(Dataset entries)
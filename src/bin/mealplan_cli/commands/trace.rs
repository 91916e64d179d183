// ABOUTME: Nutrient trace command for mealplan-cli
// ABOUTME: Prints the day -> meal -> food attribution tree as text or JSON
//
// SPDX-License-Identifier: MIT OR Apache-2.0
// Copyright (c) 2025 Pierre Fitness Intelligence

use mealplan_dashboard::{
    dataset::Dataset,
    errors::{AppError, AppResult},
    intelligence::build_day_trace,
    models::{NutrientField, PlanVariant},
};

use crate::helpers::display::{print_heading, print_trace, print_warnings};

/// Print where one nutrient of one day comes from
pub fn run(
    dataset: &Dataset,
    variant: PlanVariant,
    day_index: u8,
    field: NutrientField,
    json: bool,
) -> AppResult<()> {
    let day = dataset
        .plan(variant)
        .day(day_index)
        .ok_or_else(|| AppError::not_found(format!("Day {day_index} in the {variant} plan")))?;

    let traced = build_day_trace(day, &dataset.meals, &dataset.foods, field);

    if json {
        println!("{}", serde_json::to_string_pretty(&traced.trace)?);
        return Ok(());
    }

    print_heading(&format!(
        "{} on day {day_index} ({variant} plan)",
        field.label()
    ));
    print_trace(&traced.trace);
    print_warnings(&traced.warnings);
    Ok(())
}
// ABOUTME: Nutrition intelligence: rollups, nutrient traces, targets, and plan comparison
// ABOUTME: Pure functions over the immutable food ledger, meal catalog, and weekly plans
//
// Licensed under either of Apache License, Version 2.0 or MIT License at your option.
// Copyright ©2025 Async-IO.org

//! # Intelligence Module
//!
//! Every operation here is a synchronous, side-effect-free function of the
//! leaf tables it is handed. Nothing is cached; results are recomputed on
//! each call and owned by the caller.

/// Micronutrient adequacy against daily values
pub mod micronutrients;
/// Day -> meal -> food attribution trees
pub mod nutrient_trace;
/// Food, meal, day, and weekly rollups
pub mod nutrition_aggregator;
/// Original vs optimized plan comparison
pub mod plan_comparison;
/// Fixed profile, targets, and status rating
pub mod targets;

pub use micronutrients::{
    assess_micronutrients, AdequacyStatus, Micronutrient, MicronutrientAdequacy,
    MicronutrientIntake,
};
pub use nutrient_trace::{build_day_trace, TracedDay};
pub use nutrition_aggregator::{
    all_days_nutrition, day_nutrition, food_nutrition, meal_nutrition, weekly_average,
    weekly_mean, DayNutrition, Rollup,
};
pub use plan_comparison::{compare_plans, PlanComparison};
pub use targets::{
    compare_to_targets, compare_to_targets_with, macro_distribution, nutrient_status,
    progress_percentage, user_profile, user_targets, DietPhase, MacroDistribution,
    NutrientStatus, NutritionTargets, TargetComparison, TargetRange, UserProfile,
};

* _Activity_: Determine how many lines above contain the word "AppError", then give the number by itself.

* _Answer box_: 2